▶ Exercise aim: Where the records below show a line containing "use reshaper::config::ReshapeConfig;", start copying; end with the line containing "if let Err(e)", and copy it too.

[Extracted data entries]
_ _ _ _ _ _ _
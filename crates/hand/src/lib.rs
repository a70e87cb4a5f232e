// Copyright (C) 2025 Vince Vasta
// SPDX-License-Identifier: Apache-2.0

//! Knock Gin Rummy hand engine.
//!
//! This crate models a gin rummy hand of up to ten cards. The [Hand] type
//! partitions its cards into an unmatched pool and a collection of disjoint
//! [Meld]s, computes the deadwood score, and automatically matches the hand
//! with a deterministic greedy matcher:
//!
//! ```
//! # use knock_hand::{Card, Hand, Rank, Suit};
//! let mut hand = Hand::new();
//! for card in [
//!     Card::new(Rank::Three, Suit::Diamonds),
//!     Card::new(Rank::Three, Suit::Hearts),
//!     Card::new(Rank::Three, Suit::Spades),
//!     Card::new(Rank::Seven, Suit::Clubs),
//! ] {
//!     hand.add(card)?;
//! }
//!
//! hand.auto_match();
//!
//! assert_eq!(hand.melds().len(), 1);
//! assert_eq!(hand.score(), 7);
//! # Ok::<(), knock_hand::HandError>(())
//! ```
#![warn(clippy::all, rust_2018_idioms, missing_docs)]
mod error;
mod hand;
mod meld;

pub use error::HandError;
pub use hand::Hand;
pub use meld::{Meld, MeldKind};

// Reexport cards types.
pub use knock_cards::{Card, Deck, Rank, Suit};
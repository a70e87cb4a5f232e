// Copyright (C) 2025 Vince Vasta
// SPDX-License-Identifier: Apache-2.0

//! A simple example bot strategy playing one turn.
#![warn(clippy::all, rust_2018_idioms, missing_docs)]
use anyhow::Result;

use knock_bot::{
    Draw, Player, Strategy,
    hand::{Card, Deck, Hand},
};

/// Draws from the stock and discards the first unmatched card.
struct FirstCardDiscard;

impl Strategy for FirstCardDiscard {
    fn decide_first_pickup(&mut self, _stock_top: Card, _discard_top: Card, _hand: &Hand) -> bool {
        false
    }

    fn decide_draw(&mut self, _stock_top: Card, _discard_top: Card, _hand: &Hand) -> Draw {
        Draw::Stock
    }

    fn decide_knock(&mut self, _hand: &Hand) -> bool {
        true
    }

    fn decide_discard(&mut self, hand: &Hand) -> Card {
        hand.unmatched_cards()[0]
    }
}

fn main() -> Result<()> {
    let mut rng = rand::rng();
    let mut deck = Deck::new_and_shuffled(&mut rng);

    let mut player = Player::new("Alice", FirstCardDiscard);
    for _ in 0..Hand::SIZE {
        player.deal([deck.deal()])?;
    }

    // Play one turn, draw, discard, and check the knock.
    let stock_top = deck.deal();
    let discard_top = deck.deal();

    match player.draw(stock_top, discard_top) {
        Draw::Stock => player.pick_up(stock_top),
        Draw::Discard => player.pick_up(discard_top),
    }

    let discarded = player.discard();
    player.end_turn()?;

    println!("{} discards {discarded}", player.nickname());

    if player.knock() {
        println!("{} knocks with deadwood {}", player.nickname(), player.score());
    } else {
        println!("{} cannot knock, deadwood {}", player.nickname(), player.score());
    }

    for meld in player.hand().melds() {
        println!("Matched {meld}");
    }

    Ok(())
}
// Copyright (C) 2025 Vince Vasta
// SPDX-License-Identifier: Apache-2.0

//! Gin Rummy cards definitions.
use rand::prelude::*;
use serde::{Deserialize, Serialize};
use std::{cmp::Ordering, fmt};

/// A Gin Rummy card.
///
/// A card is an immutable (rank, suit) value, two cards are equal if they
/// have the same rank and suit. The total order compares the suit first and
/// the rank second, with the ace low per gin rules.
#[derive(Clone, Copy, Eq, PartialEq, Hash, Serialize, Deserialize)]
pub struct Card {
    rank: Rank,
    suit: Suit,
}

impl Card {
    /// Creates a card given a rank and a suit.
    pub fn new(rank: Rank, suit: Suit) -> Card {
        Self { rank, suit }
    }

    /// Returns the card rank.
    pub fn rank(&self) -> Rank {
        self.rank
    }

    /// Returns the card suit.
    pub fn suit(&self) -> Suit {
        self.suit
    }

    /// The deadwood point value of this card.
    ///
    /// Aces score one, face cards and tens score ten, all other cards score
    /// their rank value.
    pub fn score(&self) -> u32 {
        self.rank.score()
    }
}

impl Ord for Card {
    fn cmp(&self, other: &Self) -> Ordering {
        self.suit
            .cmp(&other.suit)
            .then(self.rank.cmp(&other.rank))
    }
}

impl PartialOrd for Card {
    fn partial_cmp(&self, other: &Self) -> Option<Ordering> {
        Some(self.cmp(other))
    }
}

impl fmt::Display for Card {
    fn fmt(&self, f: &mut fmt::Formatter<'_>) -> fmt::Result {
        write!(f, "{}{}", self.rank, self.suit)
    }
}

impl fmt::Debug for Card {
    fn fmt(&self, f: &mut fmt::Formatter<'_>) -> fmt::Result {
        write!(f, "Card({}{})", self.rank, self.suit)
    }
}

/// Card rank, ordered with the ace low.
#[derive(Debug, Clone, Copy, PartialEq, Eq, PartialOrd, Ord, Hash, Serialize, Deserialize)]
pub enum Rank {
    /// Ace
    Ace = 0,
    /// Two
    Two,
    /// Three
    Three,
    /// Four
    Four,
    /// Five
    Five,
    /// Six
    Six,
    /// Seven
    Seven,
    /// Eight
    Eight,
    /// Nine
    Nine,
    /// Ten
    Ten,
    /// Jack
    Jack,
    /// Queen
    Queen,
    /// King
    King,
}

impl Rank {
    /// Returns all ranks in ascending order.
    pub fn ranks() -> impl DoubleEndedIterator<Item = Rank> {
        use Rank::*;
        [
            Ace, Two, Three, Four, Five, Six, Seven, Eight, Nine, Ten, Jack, Queen, King,
        ]
        .into_iter()
    }

    /// The deadwood point value for this rank.
    pub fn score(self) -> u32 {
        const HIGH_CARD_SCORE: u32 = 10;
        (self as u32 + 1).min(HIGH_CARD_SCORE)
    }

    /// The next rank up, if any.
    pub fn succ(self) -> Option<Rank> {
        Self::ranks().nth(self as usize + 1)
    }
}

impl fmt::Display for Rank {
    fn fmt(&self, f: &mut fmt::Formatter<'_>) -> fmt::Result {
        let rank = match self {
            Rank::Ace => 'A',
            Rank::Two => '2',
            Rank::Three => '3',
            Rank::Four => '4',
            Rank::Five => '5',
            Rank::Six => '6',
            Rank::Seven => '7',
            Rank::Eight => '8',
            Rank::Nine => '9',
            Rank::Ten => 'T',
            Rank::Jack => 'J',
            Rank::Queen => 'Q',
            Rank::King => 'K',
        };

        write!(f, "{rank}")
    }
}

/// Card suit, ordered with the spades high.
#[derive(Debug, Copy, Clone, PartialEq, Eq, PartialOrd, Ord, Hash, Serialize, Deserialize)]
pub enum Suit {
    /// Clubs suit.
    Clubs = 0,
    /// Diamonds suit.
    Diamonds,
    /// Hearts suit.
    Hearts,
    /// Spades suit.
    Spades,
}

impl Suit {
    /// Returns all suits in ascending order.
    pub fn suits() -> impl DoubleEndedIterator<Item = Suit> {
        [Suit::Clubs, Suit::Diamonds, Suit::Hearts, Suit::Spades].into_iter()
    }
}

impl fmt::Display for Suit {
    fn fmt(&self, f: &mut fmt::Formatter<'_>) -> fmt::Result {
        let suit = match self {
            Suit::Clubs => 'C',
            Suit::Diamonds => 'D',
            Suit::Hearts => 'H',
            Suit::Spades => 'S',
        };

        write!(f, "{suit}")
    }
}

/// A cards deck.
#[derive(Debug, Clone)]
pub struct Deck {
    cards: Vec<Card>,
}

impl Deck {
    /// The number of cards in the deck.
    pub const SIZE: usize = 52;

    /// Creates a new shuffled deck.
    pub fn new_and_shuffled<R: Rng>(rng: &mut R) -> Self {
        let mut deck = Self::default();
        deck.cards.shuffle(rng);
        deck
    }

    /// Deals a card from the deck.
    ///
    /// Panics if the deck is empty.
    pub fn deal(&mut self) -> Card {
        self.cards.pop().unwrap()
    }

    /// Checks if the deck is empty.
    pub fn is_empty(&self) -> bool {
        self.cards.is_empty()
    }

    /// Number of cards in the deck.
    pub fn count(&self) -> usize {
        self.cards.len()
    }

    /// Checks if the deck contains a card.
    pub fn contains(&self, card: Card) -> bool {
        self.cards.contains(&card)
    }

    /// Removes a card from the deck.
    pub fn remove(&mut self, card: Card) {
        self.cards.retain(|c| c != &card);
    }
}

impl Default for Deck {
    fn default() -> Self {
        let cards = Suit::suits()
            .flat_map(|s| Rank::ranks().map(move |r| Card::new(r, s)))
            .collect::<Vec<_>>();
        Self { cards }
    }
}

impl IntoIterator for Deck {
    type Item = Card;
    type IntoIter = std::vec::IntoIter<Card>;

    fn into_iter(self) -> Self::IntoIter {
        self.cards.into_iter()
    }
}

#[cfg(test)]
mod tests {
    use super::*;
    use ahash::HashSet;

    #[test]
    fn card_scores() {
        assert_eq!(Card::new(Rank::Ace, Suit::Clubs).score(), 1);
        assert_eq!(Card::new(Rank::Two, Suit::Hearts).score(), 2);
        assert_eq!(Card::new(Rank::Nine, Suit::Spades).score(), 9);
        assert_eq!(Card::new(Rank::Ten, Suit::Diamonds).score(), 10);
        assert_eq!(Card::new(Rank::Jack, Suit::Clubs).score(), 10);
        assert_eq!(Card::new(Rank::Queen, Suit::Hearts).score(), 10);
        assert_eq!(Card::new(Rank::King, Suit::Spades).score(), 10);
    }

    #[test]
    fn card_ordering() {
        // Suits compare first, clubs low and spades high.
        let kc = Card::new(Rank::King, Suit::Clubs);
        let ad = Card::new(Rank::Ace, Suit::Diamonds);
        let ah = Card::new(Rank::Ace, Suit::Hearts);
        let a_spades = Card::new(Rank::Ace, Suit::Spades);
        assert!(kc < ad);
        assert!(ad < ah);
        assert!(ah < a_spades);

        // Ranks compare second with the ace low.
        let ac = Card::new(Rank::Ace, Suit::Clubs);
        let tc = Card::new(Rank::Ten, Suit::Clubs);
        assert!(ac < kc);
        assert!(tc < kc);
        assert!(ac < tc);

        // Equality is by (rank, suit) only.
        assert_eq!(ac, Card::new(Rank::Ace, Suit::Clubs));
        assert_ne!(ac, ad);
    }

    #[test]
    fn rank_succ() {
        assert_eq!(Rank::Ace.succ(), Some(Rank::Two));
        assert_eq!(Rank::Nine.succ(), Some(Rank::Ten));
        assert_eq!(Rank::Queen.succ(), Some(Rank::King));
        assert_eq!(Rank::King.succ(), None);
    }

    #[test]
    fn card_to_string() {
        let c = Card::new(Rank::King, Suit::Diamonds);
        assert_eq!(c.to_string(), "KD");

        let c = Card::new(Rank::Five, Suit::Spades);
        assert_eq!(c.to_string(), "5S");

        let c = Card::new(Rank::Ten, Suit::Hearts);
        assert_eq!(c.to_string(), "TH");

        let c = Card::new(Rank::Ace, Suit::Clubs);
        assert_eq!(c.to_string(), "AC");
    }

    #[test]
    fn deck_deal_all() {
        let mut cards = HashSet::default();
        let mut deck = Deck::new_and_shuffled(&mut rand::rng());
        assert_eq!(deck.count(), Deck::SIZE);

        while !deck.is_empty() {
            cards.insert(deck.deal());
        }

        // Check uniqueness.
        assert_eq!(cards.len(), Deck::SIZE);
    }

    #[test]
    fn deck_remove() {
        let mut deck = Deck::default();
        let kd = Card::new(Rank::King, Suit::Diamonds);

        assert!(deck.contains(kd));
        deck.remove(kd);
        assert!(!deck.contains(kd));
        assert_eq!(deck.count(), Deck::SIZE - 1);

        // Removing a missing card leaves the deck unchanged.
        deck.remove(kd);
        assert_eq!(deck.count(), Deck::SIZE - 1);
    }
}
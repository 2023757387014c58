//! Synthetic time-slice data
//!
//! Generates a directory of monthly time-slice files shaped like typical model
//! output: three gridded fields on `(time, lat, lon)` plus three metadata
//! variables that are identical in every slice. Values are deterministic so
//! generated data can be checked after a round trip.

use crate::dataset::{Dataset, Dimension, Variable};
use crate::engine::Engine;
use crate::errors::{Result, ReshapeError};
use crate::netcdf_io::write_dataset;
use chrono::{Datelike, NaiveDate};
use ndarray::{Array1, Array2, Array3};
use std::fs;
use std::path::{Path, PathBuf};

/// Names of the generated time-dependent fields, in dataset order
pub const SERIES_VARIABLES: [&str; 3] = ["sst", "pressure", "prec"];

/// Names of the generated metadata variables, in dataset order
pub const METADATA_VARIABLES: [&str; 3] = ["meta_var", "nlat", "nlon"];

#[derive(Debug, Clone, PartialEq, Eq)]
pub struct SyntheticOptions {
    pub start_year: i32,
    pub start_month: u32,
    /// Number of monthly slices
    pub periods: usize,
    pub nlat: usize,
    pub nlon: usize,
}

impl Default for SyntheticOptions {
    fn default() -> Self {
        Self {
            start_year: 2000,
            start_month: 1,
            periods: 24,
            nlat: 180,
            nlon: 360,
        }
    }
}

impl SyntheticOptions {
    fn start_date(&self) -> Result<NaiveDate> {
        NaiveDate::from_ymd_opt(self.start_year, self.start_month, 1).ok_or_else(|| {
            ReshapeError::InvalidInput {
                message: format!("invalid start month {}-{}", self.start_year, self.start_month),
            }
        })
    }

    /// Month-end dates of every period, starting with the start month
    pub fn month_ends(&self) -> Result<Vec<NaiveDate>> {
        let start = self.start_date()?;
        let mut dates = Vec::with_capacity(self.periods);
        let (mut year, mut month) = (start.year(), start.month());

        for _ in 0..self.periods {
            let (next_year, next_month) = if month == 12 { (year + 1, 1) } else { (year, month + 1) };
            let end = NaiveDate::from_ymd_opt(next_year, next_month, 1)
                .and_then(|first| first.pred_opt())
                .ok_or_else(|| ReshapeError::InvalidInput {
                    message: format!("date out of range after {}-{}", year, month),
                })?;
            dates.push(end);
            year = next_year;
            month = next_month;
        }
        Ok(dates)
    }

    fn time_units(&self) -> Result<String> {
        Ok(format!("days since {} 00:00:00", self.start_date()?.format("%Y-%m-%d")))
    }
}

/// `n` evenly spaced values from `start` to `stop`, truncated to integers
fn int_linspace(start: f64, stop: f64, n: usize) -> Array1<i64> {
    if n <= 1 {
        return Array1::from_elem(n, start as i64);
    }
    let step = (stop - start) / (n - 1) as f64;
    Array1::from_shape_fn(n, |i| (start + step * i as f64) as i64)
}

/// Build the in-memory time slice for `time_days` (days since the start date).
pub fn generate_time_slice(options: &SyntheticOptions, time_days: f64) -> Result<Dataset> {
    let (nlat, nlon) = (options.nlat, options.nlon);
    let lat = int_linspace(-90.0, 90.0, nlat);
    let lon = int_linspace(-180.0, 180.0, nlon);

    let mut dset = Dataset::new();
    dset.add_dimension(Dimension::new("time", 1))?;
    dset.add_dimension(Dimension::new("lat", nlat))?;
    dset.add_dimension(Dimension::new("lon", nlon))?;

    dset.insert_variable(
        Variable::new("time", ["time"], Array1::from_elem(1, time_days).into_dyn())?
            .with_attribute("units", options.time_units()?)
            .with_attribute("calendar", "standard"),
    )?;
    dset.insert_variable(
        Variable::new("lat", ["lat"], lat.clone().into_dyn())?.with_attribute("units", "degrees_north"),
    )?;
    dset.insert_variable(
        Variable::new("lon", ["lon"], lon.clone().into_dyn())?.with_attribute("units", "degrees_east"),
    )?;

    let season = (time_days / 365.25 * std::f64::consts::TAU).cos();
    for (k, name) in SERIES_VARIABLES.iter().enumerate() {
        let offset = k as f64;
        let field = Array3::from_shape_fn((1, nlat, nlon), |(_, j, i)| {
            let phi = (lat[j] as f64).to_radians();
            let lambda = (lon[i] as f64).to_radians();
            offset * 10.0 + phi.cos() * 5.0 + lambda.sin() + season
        });
        dset.insert_variable(Variable::new(*name, ["time", "lat", "lon"], field.into_dyn())?)?;
    }

    let meta = Array2::from_shape_fn((nlat, nlon), |(j, i)| (j * nlon + i) as i64);
    dset.insert_variable(Variable::new("meta_var", ["lat", "lon"], meta.into_dyn())?)?;
    dset.insert_variable(Variable::new(
        "nlat",
        ["lat"],
        lat.mapv(|v| v as f64 / 2.0).into_dyn(),
    )?)?;
    dset.insert_variable(Variable::new(
        "nlon",
        ["lon"],
        lon.mapv(|v| v as f64 / 2.0).into_dyn(),
    )?)?;

    dset.set_attribute("created on", "2010-10-10");
    dset.set_attribute("created by", "foo");
    dset.set_attribute("experiment_name", "bar");

    Ok(dset)
}

/// Write `options.periods` time-slice files `tslice{index}.nc` into `output_dir`,
/// creating it if needed. Returns the written paths in time order.
pub fn make_netcdf_data(output_dir: &Path, options: &SyntheticOptions) -> Result<Vec<PathBuf>> {
    fs::create_dir_all(output_dir)?;

    let start = options.start_date()?;
    let mut paths = Vec::with_capacity(options.periods);

    for (index, date) in options.month_ends()?.into_iter().enumerate() {
        let time_days = (date - start).num_days() as f64;
        let dset = generate_time_slice(options, time_days)?;
        let path = output_dir.join(format!("tslice{}.nc", index));
        write_dataset(&dset, &path, Engine::NetCdf4)?;
        paths.push(path);
    }

    println!(
        "******** The generated data location is : {} ************",
        output_dir.display()
    );

    Ok(paths)
}
//! Dataset inspection
//!
//! Human-readable summaries of a loaded dataset and of how its variables were
//! classified, printed when the tool runs verbosely.

use crate::classifier::Classification;
use crate::dataset::Dataset;

/// Structured description of one variable
#[derive(Debug, Clone, PartialEq, Eq)]
pub struct VariableSummary {
    pub name: String,
    pub data_type: String,
    pub dimensions: Vec<String>,
    pub shape: Vec<usize>,
    pub is_coordinate: bool,
}

/// Describe every variable of `dataset`, in dataset order.
pub fn summarize_variables(dataset: &Dataset) -> Vec<VariableSummary> {
    dataset
        .variables()
        .iter()
        .map(|var| VariableSummary {
            name: var.name().to_string(),
            data_type: var.data().type_name().to_string(),
            dimensions: var.dimensions().to_vec(),
            shape: var.shape().to_vec(),
            is_coordinate: var.is_coordinate(),
        })
        .collect()
}

/// Prints global attributes, dimensions and variables of a dataset.
pub fn print_dataset_summary(dataset: &Dataset) {
    println!("\n===== Global Attributes =====");
    for (name, value) in dataset.attributes() {
        println!("- {}: {:?}", name, value);
    }

    println!("\n===== Dimensions =====");
    if dataset.dimensions().is_empty() {
        println!("   (No dimensions found)");
    }
    for dim in dataset.dimensions() {
        let length_info = if dim.is_unlimited {
            format!("{} (unlimited)", dim.len)
        } else {
            dim.len.to_string()
        };
        println!("    {} = {}", dim.name, length_info);
    }

    println!("\n===== Variables =====");
    for summary in summarize_variables(dataset) {
        let kind = if summary.is_coordinate { " [coordinate]" } else { "" };
        if summary.dimensions.is_empty() {
            println!("    {} ({}): scalar{}", summary.name, summary.data_type, kind);
        } else {
            let shape: Vec<String> = summary.shape.iter().map(|s| s.to_string()).collect();
            println!(
                "    {} ({}): [{}] = ({}){}",
                summary.name,
                summary.data_type,
                summary.dimensions.join(", "),
                shape.join(" × "),
                kind
            );
        }
    }
}

/// Prints which variables become series and which are carried as metadata.
pub fn print_classification(classification: &Classification) {
    println!("\n===== Classification =====");
    if classification.has_no_series() {
        println!("   time-dependent:   (none, no series will be written)");
    } else {
        println!(
            "   time-dependent:   {}",
            classification.time_dependent.join(", ")
        );
    }
    println!(
        "   time-independent: {}",
        classification.time_independent.join(", ")
    );
}
//! Entry point for reshaper-run.
//! Parses the command line, resolves the configuration and runs the conversion.

use clap::Parser;
use reshaper::cli::Args;
use reshaper::config::ReshapeConfig;
use reshaper::parallel::get_parallel_info;
use reshaper::pipeline::run;

fn main() {
    let args = Args::parse();

    let default_level = if args.verbose { "info" } else { "warn" };
    env_logger::Builder::from_env(env_logger::Env::default().default_filter_or(default_level))
        .init();

    if let Err(e) = try_main(&args) {
        eprintln!("❌ {}", e);
        std::process::exit(1);
    }
}

fn try_main(args: &Args) -> reshaper::Result<()> {
    let config = ReshapeConfig::from_args(args)?;
    config.print();

    config.parallel.setup_global_pool()?;
    if config.verbose {
        get_parallel_info().print_info();
    }

    let summary = run(&config)?;

    if summary.written.is_empty() {
        println!("⚠ No time-dependent variables found; nothing written");
    } else {
        println!("✅ Wrote {} time-series files:", summary.written.len());
        for path in &summary.written {
            println!("   {}", path.display());
        }
    }

    Ok(())
}
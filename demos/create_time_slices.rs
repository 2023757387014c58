//! Creates a directory of synthetic monthly time-slice files.
//!
//! Usage: cargo run --example create_time_slices -- [OUTPUT_DIR] [PERIODS]
//!
//! Without OUTPUT_DIR the files go to `$HOME/.reshaper/data`.

use reshaper::synthetic::{make_netcdf_data, SyntheticOptions};
use std::env;
use std::path::PathBuf;

fn main() -> Result<(), Box<dyn std::error::Error>> {
    let mut args = env::args().skip(1);

    let output_dir = match args.next() {
        Some(dir) => PathBuf::from(dir),
        None => {
            let home = env::var("HOME").map_err(|_| "HOME is not set; pass an output directory")?;
            PathBuf::from(home).join(".reshaper").join("data")
        }
    };

    let mut options = SyntheticOptions::default();
    if let Some(periods) = args.next() {
        options.periods = periods.parse()?;
    }

    println!("🔨 Creating {} time slices in {}", options.periods, output_dir.display());
    let paths = make_netcdf_data(&output_dir, &options)?;

    println!("✅ Successfully created {} files", paths.len());
    println!("   📈 Series variables: sst, pressure, prec");
    println!("   🏷️  Metadata variables: meta_var, nlat, nlon");
    println!("\n🧪 Convert them with:");
    println!(
        "   cargo run -- --input-directory {} --output-directory <dir>",
        output_dir.display()
    );

    Ok(())
}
_ _ _ _ _ _ _
▶ Exercise answer:
use reshaper::config::ReshapeConfig;
use reshaper::parallel::get_parallel_info;
use reshaper::pipeline::run;

fn main() {
    let args = Args::parse();

    let default_level = if args.verbose { "info" } else { "warn" };
    env_logger::Builder::from_env(env_logger::Env::default().default_filter_or(default_level))
        .init();

    if let Err(e) = try_main(&args) {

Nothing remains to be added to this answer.